Phidget is a shorthand for “physical world widget”, which is some hardware sensor or controller connecting to a computer, originally created by students of University of Alberta, later packaged and distributed by Phidgets Inc..

Phidgets are a painless way to extend a USB-equipped computer’s interactions with the physical world, providing a wide range of sensors, displays, and controllers as simple as plugging them in. With an acceptable pricetag, phidgets open up a world of new possibilities for software developers with only limited skills in electronics, ultimately resulting in some fun projects.

Phidgets Inc. provides software drivers and libraries for Windows, Windows CE, Mac OSX, and Linux, including driver source code (with a restrictive license, though). There are APIs for COM, Java, .Net, C, ActionScript, and bindings to a variety of languages to speed up development. Browsing the web and the forum for python support I’ve also came across the python-phidgets and the phydget projects that provide python bindings.

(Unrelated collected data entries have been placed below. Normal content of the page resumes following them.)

//! Servicio de línea de tiempo
//!
//! Ordena y particiona los horarios observados por hora del día. La idea es
//! "¿a qué hora suele salir este bus?", no "¿cuándo lo registré?": la fecha
//! del registro se descarta y solo cuenta la hora local del día. El resultado
//! es una lista `pasado` + `próximo` con el índice donde la vista debe
//! enfocarse por defecto.
//!
//! Todo el módulo es computación pura sobre un snapshot en memoria: el
//! instante de referencia "ahora" lo aporta el caller, no se lee aquí.

use chrono::{DateTime, TimeZone, Timelike};
use serde::Serialize;

use crate::models::schedule::Schedule;

/// Milisegundos en un día completo
pub const MILLIS_PER_DAY: i64 = 86_400_000;

/// Offset de hora del día en milisegundos desde la medianoche local,
/// en el rango `[0, 86_400_000)`. La fecha y la precisión sub-segundo
/// se descartan. Total: no tiene camino de error; un timestamp fuera del
/// rango representable por chrono se normaliza a medianoche.
pub fn time_of_day_ms<Tz: TimeZone>(timestamp_ms: i64, tz: &Tz) -> i64 {
    let Some(instant) = DateTime::from_timestamp_millis(timestamp_ms) else {
        return 0;
    };
    let local = instant.with_timezone(tz);

    i64::from(local.hour()) * 3_600_000
        + i64::from(local.minute()) * 60_000
        + i64::from(local.second()) * 1_000
}

/// Restringe los candidatos a una sola etiqueta de ruta (igualdad exacta,
/// sensible a mayúsculas). Sin selector devuelve la entrada sin tocar.
/// Se aplica siempre antes de particionar.
pub fn filter_by_route(schedules: Vec<Schedule>, selector: Option<&str>) -> Vec<Schedule> {
    match selector {
        Some(route) => schedules.into_iter().filter(|s| s.route == route).collect(),
        None => schedules,
    }
}

/// Vista ordenada en dos particiones: `past` se renderiza atenuado,
/// `upcoming` a énfasis completo, con un divisor entre ambas cuando las dos
/// tienen elementos. `focus_index` es la posición del primer horario próximo
/// en la lista concatenada; `None` cuando no hay próximos.
#[derive(Debug, Clone, PartialEq, Serialize)]
pub struct Timeline {
    pub past: Vec<Schedule>,
    pub upcoming: Vec<Schedule>,
    pub focus_index: Option<usize>,
}

/// Ordena los candidatos por hora del día (orden estable: empates conservan
/// el orden relativo original) y los parte en pasado/próximo respecto al
/// offset de `now_ms`, evaluado una sola vez por invocación.
pub fn build_timeline<Tz: TimeZone>(mut schedules: Vec<Schedule>, now_ms: i64, tz: &Tz) -> Timeline {
    let now_offset = time_of_day_ms(now_ms, tz);

    schedules.sort_by_key(|s| time_of_day_ms(s.timestamp, tz));

    let split = schedules.partition_point(|s| time_of_day_ms(s.timestamp, tz) < now_offset);
    let upcoming = schedules.split_off(split);
    let past = schedules;

    let focus_index = if upcoming.is_empty() { None } else { Some(past.len()) };

    Timeline {
        past,
        upcoming,
        focus_index,
    }
}
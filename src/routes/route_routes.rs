use axum::{
    extract::{Path, Query, State},
    routing::{delete, get, post},
    Json, Router,
};

use crate::controllers::route_controller::RouteController;
use crate::dto::route_dto::{CreateRouteRequest, RouteResponse, SearchRouteQuery};
use crate::dto::schedule_dto::ApiResponse;
use crate::state::AppState;
use crate::utils::errors::AppError;

pub fn create_route_router() -> Router<AppState> {
    Router::new()
        .route("/", post(create_route))
        .route("/", get(list_routes))
        .route("/search", get(search_routes))
        .route("/:id", delete(delete_route))
}

async fn create_route(
    State(state): State<AppState>,
    Json(request): Json<CreateRouteRequest>,
) -> Result<Json<ApiResponse<RouteResponse>>, AppError> {
    let controller = RouteController::new(state.pool.clone());
    let response = controller.create(request).await?;
    Ok(Json(response))
}

async fn list_routes(State(state): State<AppState>) -> Result<Json<Vec<RouteResponse>>, AppError> {
    let controller = RouteController::new(state.pool.clone());
    let response = controller.list().await?;
    Ok(Json(response))
}

async fn search_routes(
    State(state): State<AppState>,
    Query(params): Query<SearchRouteQuery>,
) -> Result<Json<Vec<RouteResponse>>, AppError> {
    let controller = RouteController::new(state.pool.clone());
    let response = controller.search(params.q).await?;
    Ok(Json(response))
}

async fn delete_route(
    State(state): State<AppState>,
    Path(id): Path<i64>,
) -> Result<Json<serde_json::Value>, AppError> {
    let controller = RouteController::new(state.pool.clone());
    controller.delete(id).await?;
    Ok(Json(serde_json::json!({
        "success": true,
        "message": "Ruta eliminada exitosamente"
    })))
}
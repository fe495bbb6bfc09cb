//! Modelo de Route
//!
//! Entrada del catálogo informal de rutas (número + origen + destino).
//! Solo se usa para pre-rellenar horarios nuevos; la relación con los
//! horarios es por texto, sin integridad referencial.

use serde::{Deserialize, Serialize};

#[derive(Debug, Clone, PartialEq, Serialize, Deserialize, sqlx::FromRow)]
pub struct Route {
    pub id: i64,
    pub route_number: String,
    pub origin: String,
    pub destination: String,
}

impl Route {
    /// Etiqueta de ruta tal como se guarda en los horarios,
    /// p. ej. "1 - Colombo → Kandy"
    pub fn label(&self) -> String {
        format!("{} - {} → {}", self.route_number, self.origin, self.destination)
    }
}
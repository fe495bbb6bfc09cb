//! Shared application state
//!
//! Este módulo define el estado compartido de la aplicación que se pasa
//! a través del router de Axum.

use crate::config::environment::EnvironmentConfig;
use reqwest::Client;
use sqlx::SqlitePool;

#[derive(Clone)]
pub struct AppState {
    pub pool: SqlitePool,
    pub config: EnvironmentConfig,
    pub http_client: Client,
}

impl AppState {
    pub fn new(pool: SqlitePool, config: EnvironmentConfig) -> Self {
        Self {
            pool,
            config,
            http_client: Client::new(),
        }
    }
}
//! Utilidades de validación
//!
//! Este módulo contiene funciones helper para validación de datos
//! en la capa de entrada. El motor de línea de tiempo no valida nada:
//! la corrección de los datos es responsabilidad de esta capa.

use validator::ValidationError;

/// Validar que un string no esté vacío
pub fn validate_not_empty(value: &str) -> Result<(), ValidationError> {
    if value.trim().is_empty() {
        let mut error = ValidationError::new("not_empty");
        error.add_param("value".into(), &value.to_string());
        return Err(error);
    }
    Ok(())
}

/// Validar formato de coordenadas GPS
pub fn validate_coordinates(lat: f64, lng: f64) -> Result<(), ValidationError> {
    if !(-90.0..=90.0).contains(&lat) {
        let mut error = ValidationError::new("latitude");
        error.add_param("value".into(), &lat);
        error.add_param("range".into(), &"-90.0 to 90.0".to_string());
        return Err(error);
    }

    if !(-180.0..=180.0).contains(&lng) {
        let mut error = ValidationError::new("longitude");
        error.add_param("value".into(), &lng);
        error.add_param("range".into(), &"-180.0 to 180.0".to_string());
        return Err(error);
    }

    Ok(())
}

/// Validar que un timestamp en milisegundos epoch sea no negativo
pub fn validate_timestamp_millis(value: i64) -> Result<(), ValidationError> {
    if value < 0 {
        let mut error = ValidationError::new("timestamp");
        error.add_param("value".into(), &value);
        return Err(error);
    }
    Ok(())
}
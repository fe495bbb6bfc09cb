use sqlx::SqlitePool;
use validator::Validate;

use crate::dto::route_dto::{CreateRouteRequest, RouteResponse};
use crate::dto::schedule_dto::ApiResponse;
use crate::repositories::route_repository::RouteRepository;
use crate::utils::errors::{conflict_error, not_found_error, AppError};

pub struct RouteController {
    repository: RouteRepository,
}

impl RouteController {
    pub fn new(pool: SqlitePool) -> Self {
        Self {
            repository: RouteRepository::new(pool),
        }
    }

    pub async fn create(
        &self,
        request: CreateRouteRequest,
    ) -> Result<ApiResponse<RouteResponse>, AppError> {
        request.validate()?;

        if request.route_number.trim().is_empty()
            || request.origin.trim().is_empty()
            || request.destination.trim().is_empty()
        {
            return Err(AppError::BadRequest(
                "Número, origen y destino son requeridos".to_string(),
            ));
        }

        // Verificar que la tripleta exacta no exista ya en el catálogo
        if let Some(existing) = self
            .repository
            .find_by_details(&request.route_number, &request.origin, &request.destination)
            .await?
        {
            return Err(conflict_error("Route", &existing.label()));
        }

        let route = self
            .repository
            .create(request.route_number, request.origin, request.destination)
            .await?;

        Ok(ApiResponse::success_with_message(
            route.into(),
            "Ruta creada exitosamente".to_string(),
        ))
    }

    pub async fn list(&self) -> Result<Vec<RouteResponse>, AppError> {
        let routes = self.repository.find_all().await?;
        Ok(routes.into_iter().map(RouteResponse::from).collect())
    }

    /// Búsqueda del catálogo para el selector de rutas; sin query devuelve
    /// el catálogo completo
    pub async fn search(&self, query: Option<String>) -> Result<Vec<RouteResponse>, AppError> {
        let routes = match query.as_deref().map(str::trim) {
            Some(q) if !q.is_empty() => self.repository.search(q).await?,
            _ => self.repository.find_all().await?,
        };

        Ok(routes.into_iter().map(RouteResponse::from).collect())
    }

    pub async fn delete(&self, id: i64) -> Result<(), AppError> {
        let deleted = self.repository.delete_by_id(id).await?;
        if !deleted {
            return Err(not_found_error("Route", id));
        }
        Ok(())
    }
}
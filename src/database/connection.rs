//! Conexión al almacén SQLite local
//!
//! Este módulo abre el pool de conexiones y aplica las migraciones
//! embebidas al arrancar.

use anyhow::Result;
use sqlx::SqlitePool;
use tracing::info;

use crate::config::database::DatabaseConfig;

pub struct DatabaseConnection {
    pool: SqlitePool,
}

impl DatabaseConnection {
    /// Abrir la base de datos con la configuración dada y aplicar migraciones
    pub async fn new(config: DatabaseConfig) -> Result<Self> {
        let pool = config.create_pool().await?;
        run_migrations(&pool).await?;

        info!("✅ Base de datos lista en {}", config.url);
        Ok(Self { pool })
    }

    /// Abrir la base de datos con la configuración por defecto (DATABASE_URL)
    pub async fn new_default() -> Result<Self> {
        Self::new(DatabaseConfig::default()).await
    }

    pub fn pool(&self) -> &SqlitePool {
        &self.pool
    }
}

/// Ejecutar migraciones embebidas de la base de datos
pub async fn run_migrations(pool: &SqlitePool) -> Result<(), sqlx::migrate::MigrateError> {
    sqlx::migrate!("./migrations").run(pool).await
}
//! Configuración de variables de entorno
//!
//! Este módulo maneja la configuración del entorno. Al ser una aplicación
//! local de un solo usuario, todas las variables tienen valores por defecto
//! razonables y ninguna es obligatoria.

use std::env;

/// Configuración del entorno
#[derive(Debug, Clone)]
pub struct EnvironmentConfig {
    pub environment: String,
    pub host: String,
    pub port: u16,
    pub database_url: String,
    pub cors_origins: Vec<String>,
    pub mapbox_token: Option<String>,
}

impl Default for EnvironmentConfig {
    fn default() -> Self {
        Self {
            environment: env::var("ENVIRONMENT").unwrap_or_else(|_| "development".to_string()),
            host: env::var("HOST").unwrap_or_else(|_| "127.0.0.1".to_string()),
            port: env::var("PORT")
                .unwrap_or_else(|_| "3000".to_string())
                .parse()
                .expect("PORT must be a valid number"),
            database_url: env::var("DATABASE_URL")
                .unwrap_or_else(|_| "sqlite://nextbus.db?mode=rwc".to_string()),
            cors_origins: env::var("CORS_ORIGINS")
                .map(|v| v.split(',').map(|s| s.trim().to_string()).collect())
                .unwrap_or_default(),
            mapbox_token: env::var("MAPBOX_TOKEN").ok(),
        }
    }
}

impl EnvironmentConfig {
    /// Verificar si estamos en modo desarrollo
    pub fn is_development(&self) -> bool {
        self.environment == "development"
    }

    /// Verificar si estamos en modo producción
    pub fn is_production(&self) -> bool {
        self.environment == "production"
    }

    /// Obtener la URL del servidor
    pub fn server_url(&self) -> String {
        format!("{}:{}", self.host, self.port)
    }
}
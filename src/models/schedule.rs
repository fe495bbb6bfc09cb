//! Modelo de Schedule
//!
//! Una observación registrada de una salida de bus: hora de salida, ruta,
//! lugar de recogida y condiciones del bus. Mapea a la tabla `bus_schedule`.

use chrono::{DateTime, Utc};
use serde::{Deserialize, Serialize};

/// Ocupación de asientos observada - se guarda como TEXT
#[derive(Debug, Clone, Copy, PartialEq, Eq, Serialize, Deserialize, sqlx::Type)]
pub enum Seating {
    Available,
    #[serde(rename = "Almost full")]
    #[sqlx(rename = "Almost full")]
    AlmostFull,
    Full,
    Loaded,
}

/// Código de tarifa del bus - multiplicador sobre la tarifa normal
#[derive(Debug, Clone, Copy, PartialEq, Eq, Serialize, Deserialize, sqlx::Type)]
#[serde(rename_all = "snake_case")]
#[sqlx(rename_all = "snake_case")]
pub enum FareTier {
    Normal,
    SemiLuxury,
    Luxury,
    Express,
}

impl FareTier {
    pub fn multiplier(&self) -> f64 {
        match self {
            FareTier::Normal => 1.0,
            FareTier::SemiLuxury => 1.5,
            FareTier::Luxury => 2.0,
            FareTier::Express => 4.0,
        }
    }

    /// Etiqueta para mostrar en el selector de tarifa
    pub fn label(&self) -> &'static str {
        match self {
            FareTier::Normal => "Normal (x1)",
            FareTier::SemiLuxury => "Semi-Luxury (x1.5)",
            FareTier::Luxury => "Luxury (x2)",
            FareTier::Express => "Express (x4)",
        }
    }
}

/// Atributos del bus observado. El sub-registro está presente o ausente
/// como un todo; sus campos internos son opcionales de forma independiente.
#[derive(Debug, Clone, PartialEq, Serialize, Deserialize)]
pub struct BusDetails {
    #[serde(rename = "type")]
    pub bus_type: Option<String>,
    pub tier: Option<FareTier>,
    pub rating: Option<f64>,
}

impl BusDetails {
    pub fn is_empty(&self) -> bool {
        self.bus_type.is_none() && self.tier.is_none() && self.rating.is_none()
    }
}

/// Schedule principal - una observación de salida de bus
#[derive(Debug, Clone, PartialEq, Serialize, Deserialize)]
pub struct Schedule {
    pub id: i64,
    /// Instante absoluto en milisegundos epoch. Para el ordenamiento solo
    /// cuenta la hora del día; el instante completo se guarda y se muestra.
    pub timestamp: i64,
    pub route: String,
    /// true = sentido normal, false = sentido invertido
    pub route_direction: bool,
    pub place: Option<String>,
    pub seating: Option<Seating>,
    pub location_lat: Option<f64>,
    pub location_lng: Option<f64>,
    pub location_address: Option<String>,
    pub bus: Option<BusDetails>,
}

impl Schedule {
    /// Instante de salida como DateTime UTC, si el timestamp es representable
    pub fn departure_time(&self) -> Option<DateTime<Utc>> {
        DateTime::from_timestamp_millis(self.timestamp)
    }
}
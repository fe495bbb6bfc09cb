use axum::{
    extract::{Query, State},
    routing::get,
    Json, Router,
};
use serde::Deserialize;

use crate::services::geocoding_service::{GeocodingService, ReverseGeocodingResponse};
use crate::state::AppState;
use crate::utils::errors::AppError;
use crate::utils::validation::validate_coordinates;

pub fn create_location_router() -> Router<AppState> {
    Router::new().route("/reverse-geocode", get(reverse_geocode))
}

#[derive(Debug, Deserialize)]
struct ReverseGeocodeQuery {
    latitude: f64,
    longitude: f64,
}

async fn reverse_geocode(
    State(state): State<AppState>,
    Query(params): Query<ReverseGeocodeQuery>,
) -> Result<Json<ReverseGeocodingResponse>, AppError> {
    if validate_coordinates(params.latitude, params.longitude).is_err() {
        return Err(AppError::BadRequest("Coordenadas fuera de rango".to_string()));
    }

    let token = state.config.mapbox_token.clone().ok_or_else(|| {
        AppError::ServiceUnavailable("MAPBOX_TOKEN no configurado".to_string())
    })?;

    let service = GeocodingService::new(token, state.http_client.clone());
    let response = service
        .reverse_geocode(params.latitude, params.longitude)
        .await
        .map_err(|e| AppError::ExternalApi(e.to_string()))?;

    Ok(Json(response))
}
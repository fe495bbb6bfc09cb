use chrono::{Local, Utc};
use sqlx::SqlitePool;
use validator::Validate;

use crate::dto::schedule_dto::{
    ApiResponse, CreateScheduleRequest, ScheduleResponse, TimelineResponse,
};
use crate::models::schedule::BusDetails;
use crate::repositories::schedule_repository::ScheduleRepository;
use crate::services::timeline_service;
use crate::utils::errors::{not_found_error, AppError};
use crate::utils::validation::{validate_coordinates, validate_timestamp_millis};

pub struct ScheduleController {
    repository: ScheduleRepository,
}

impl ScheduleController {
    pub fn new(pool: SqlitePool) -> Self {
        Self {
            repository: ScheduleRepository::new(pool),
        }
    }

    pub async fn create(
        &self,
        request: CreateScheduleRequest,
    ) -> Result<ApiResponse<ScheduleResponse>, AppError> {
        request.validate()?;

        // Validar campos que el derive no cubre
        if request.route.trim().is_empty() {
            return Err(AppError::BadRequest("La ruta es requerida".to_string()));
        }
        if validate_timestamp_millis(request.timestamp).is_err() {
            return Err(AppError::BadRequest(
                "El timestamp debe ser no negativo".to_string(),
            ));
        }
        if let (Some(lat), Some(lng)) = (request.latitude, request.longitude) {
            if validate_coordinates(lat, lng).is_err() {
                return Err(AppError::BadRequest("Coordenadas fuera de rango".to_string()));
            }
        }

        // El sub-registro del bus se guarda solo si llegó algún atributo
        let bus = BusDetails {
            bus_type: request.bus_type,
            tier: request.bus_tier,
            rating: request.bus_rating,
        };
        let bus = if bus.is_empty() { None } else { Some(bus) };

        let schedule = self
            .repository
            .create(
                request.timestamp,
                request.route,
                request.route_direction,
                request.place,
                request.seating,
                request.latitude,
                request.longitude,
                request.address,
                bus,
            )
            .await?;

        Ok(ApiResponse::success_with_message(
            schedule.into(),
            "Horario registrado exitosamente".to_string(),
        ))
    }

    pub async fn list(&self) -> Result<Vec<ScheduleResponse>, AppError> {
        let schedules = self.repository.find_all().await?;
        Ok(schedules.into_iter().map(ScheduleResponse::from).collect())
    }

    pub async fn get_by_id(&self, id: i64) -> Result<ScheduleResponse, AppError> {
        let schedule = self
            .repository
            .find_by_id(id)
            .await?
            .ok_or_else(|| not_found_error("Schedule", id))?;

        Ok(schedule.into())
    }

    pub async fn delete(&self, id: i64) -> Result<(), AppError> {
        let deleted = self.repository.delete_by_id(id).await?;
        if !deleted {
            return Err(not_found_error("Schedule", id));
        }
        Ok(())
    }

    /// Línea de tiempo: filtro de ruta opcional, luego orden y partición por
    /// hora del día respecto a "ahora". Trabaja sobre un snapshot del almacén
    /// y el instante de referencia se evalúa una sola vez por invocación.
    pub async fn timeline(
        &self,
        route: Option<String>,
        now: Option<i64>,
    ) -> Result<TimelineResponse, AppError> {
        let schedules = self.repository.find_all().await?;
        let now_ms = now.unwrap_or_else(|| Utc::now().timestamp_millis());

        let candidates = timeline_service::filter_by_route(schedules, route.as_deref());
        let timeline = timeline_service::build_timeline(candidates, now_ms, &Local);

        Ok(timeline.into())
    }

    pub async fn route_labels(&self) -> Result<Vec<String>, AppError> {
        self.repository.distinct_route_labels().await
    }
}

I decided to give phidgets a try, so I’ve purchased a 3-axis phidget accelerometer, a phidget interface kit with text-LCD, and a few analog sensors to measure temperature, magnetic fields, and light, and also a touch sensor. The sensors are going to be used in a home-automation project, while the accelerometer will somehow become an input device (thinking of something like the accelerometer mouse).

With the limited time I have spent with my phidgets so far, I’ve added accelerometer support to phydget (should you be interested, here’s the source code for my accelerometer-enabled version), and created a minimalistic visualizer for the accelerometer readings using the excellent vpython library. More to come as soon as I could make some progress in either of my planned phidgets projects…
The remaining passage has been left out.